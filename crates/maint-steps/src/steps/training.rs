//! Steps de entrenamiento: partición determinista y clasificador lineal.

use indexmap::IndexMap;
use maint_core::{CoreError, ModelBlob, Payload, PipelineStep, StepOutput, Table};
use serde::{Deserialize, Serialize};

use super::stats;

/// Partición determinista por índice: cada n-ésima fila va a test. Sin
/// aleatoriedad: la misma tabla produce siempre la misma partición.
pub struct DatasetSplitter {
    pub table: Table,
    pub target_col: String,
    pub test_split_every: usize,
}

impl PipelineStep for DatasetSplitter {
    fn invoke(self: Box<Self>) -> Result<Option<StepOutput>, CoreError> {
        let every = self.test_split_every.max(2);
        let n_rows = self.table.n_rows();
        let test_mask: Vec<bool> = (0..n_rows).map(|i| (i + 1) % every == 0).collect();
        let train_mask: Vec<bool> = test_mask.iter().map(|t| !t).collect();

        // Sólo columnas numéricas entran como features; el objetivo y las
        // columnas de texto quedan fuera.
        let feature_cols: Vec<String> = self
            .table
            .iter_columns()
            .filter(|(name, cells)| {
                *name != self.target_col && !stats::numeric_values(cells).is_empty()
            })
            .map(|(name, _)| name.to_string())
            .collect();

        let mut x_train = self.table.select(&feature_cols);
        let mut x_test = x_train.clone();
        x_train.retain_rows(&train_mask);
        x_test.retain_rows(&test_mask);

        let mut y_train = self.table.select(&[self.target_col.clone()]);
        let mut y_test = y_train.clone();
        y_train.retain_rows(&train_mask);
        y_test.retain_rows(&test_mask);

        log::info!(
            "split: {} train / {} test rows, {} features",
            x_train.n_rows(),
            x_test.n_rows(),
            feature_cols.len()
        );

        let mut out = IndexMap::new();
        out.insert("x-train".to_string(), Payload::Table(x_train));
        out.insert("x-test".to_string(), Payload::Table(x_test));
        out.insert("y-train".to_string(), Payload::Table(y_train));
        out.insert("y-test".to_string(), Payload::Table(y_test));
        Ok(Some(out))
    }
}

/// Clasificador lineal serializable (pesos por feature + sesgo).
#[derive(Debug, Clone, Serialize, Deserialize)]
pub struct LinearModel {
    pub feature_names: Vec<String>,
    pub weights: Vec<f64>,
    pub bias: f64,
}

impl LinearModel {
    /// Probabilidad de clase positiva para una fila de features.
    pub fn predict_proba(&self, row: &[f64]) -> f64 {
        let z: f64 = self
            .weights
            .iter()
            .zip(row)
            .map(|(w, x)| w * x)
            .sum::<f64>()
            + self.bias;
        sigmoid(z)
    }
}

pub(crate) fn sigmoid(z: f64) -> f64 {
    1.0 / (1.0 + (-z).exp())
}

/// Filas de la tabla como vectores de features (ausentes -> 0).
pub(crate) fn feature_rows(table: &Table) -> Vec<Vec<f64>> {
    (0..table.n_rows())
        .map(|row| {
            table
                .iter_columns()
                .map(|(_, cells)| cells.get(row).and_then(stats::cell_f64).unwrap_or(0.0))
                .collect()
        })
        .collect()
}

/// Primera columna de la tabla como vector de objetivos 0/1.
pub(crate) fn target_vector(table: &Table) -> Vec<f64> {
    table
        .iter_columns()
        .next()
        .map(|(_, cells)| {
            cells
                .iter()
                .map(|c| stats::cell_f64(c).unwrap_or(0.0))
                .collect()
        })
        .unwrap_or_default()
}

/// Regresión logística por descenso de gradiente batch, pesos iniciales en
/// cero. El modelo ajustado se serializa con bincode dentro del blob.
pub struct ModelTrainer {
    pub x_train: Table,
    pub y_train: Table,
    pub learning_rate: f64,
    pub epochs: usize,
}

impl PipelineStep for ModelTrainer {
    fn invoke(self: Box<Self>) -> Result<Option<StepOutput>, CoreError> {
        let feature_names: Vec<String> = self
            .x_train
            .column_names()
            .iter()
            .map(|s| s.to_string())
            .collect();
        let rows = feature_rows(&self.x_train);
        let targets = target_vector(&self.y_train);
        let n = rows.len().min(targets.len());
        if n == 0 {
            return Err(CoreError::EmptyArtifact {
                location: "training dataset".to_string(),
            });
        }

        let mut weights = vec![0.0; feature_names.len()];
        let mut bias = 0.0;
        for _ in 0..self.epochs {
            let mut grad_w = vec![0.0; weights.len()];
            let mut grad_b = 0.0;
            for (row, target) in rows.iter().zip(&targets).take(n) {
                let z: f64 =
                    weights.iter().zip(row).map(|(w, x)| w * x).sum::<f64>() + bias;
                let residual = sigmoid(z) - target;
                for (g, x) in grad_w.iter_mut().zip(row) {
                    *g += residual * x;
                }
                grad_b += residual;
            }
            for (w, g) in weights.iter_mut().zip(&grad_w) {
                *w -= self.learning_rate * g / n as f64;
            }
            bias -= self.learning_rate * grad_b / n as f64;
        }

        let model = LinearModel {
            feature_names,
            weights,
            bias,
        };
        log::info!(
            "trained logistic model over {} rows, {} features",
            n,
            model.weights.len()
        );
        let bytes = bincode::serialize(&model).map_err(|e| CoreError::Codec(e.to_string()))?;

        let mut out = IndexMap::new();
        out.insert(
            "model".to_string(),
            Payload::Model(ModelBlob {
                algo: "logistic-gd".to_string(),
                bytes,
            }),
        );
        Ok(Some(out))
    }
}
# # #
→ **What you will do**
Across these entries, count each line where the string "targets" shows up. Give only the count.

→ **Result for this exercise**
3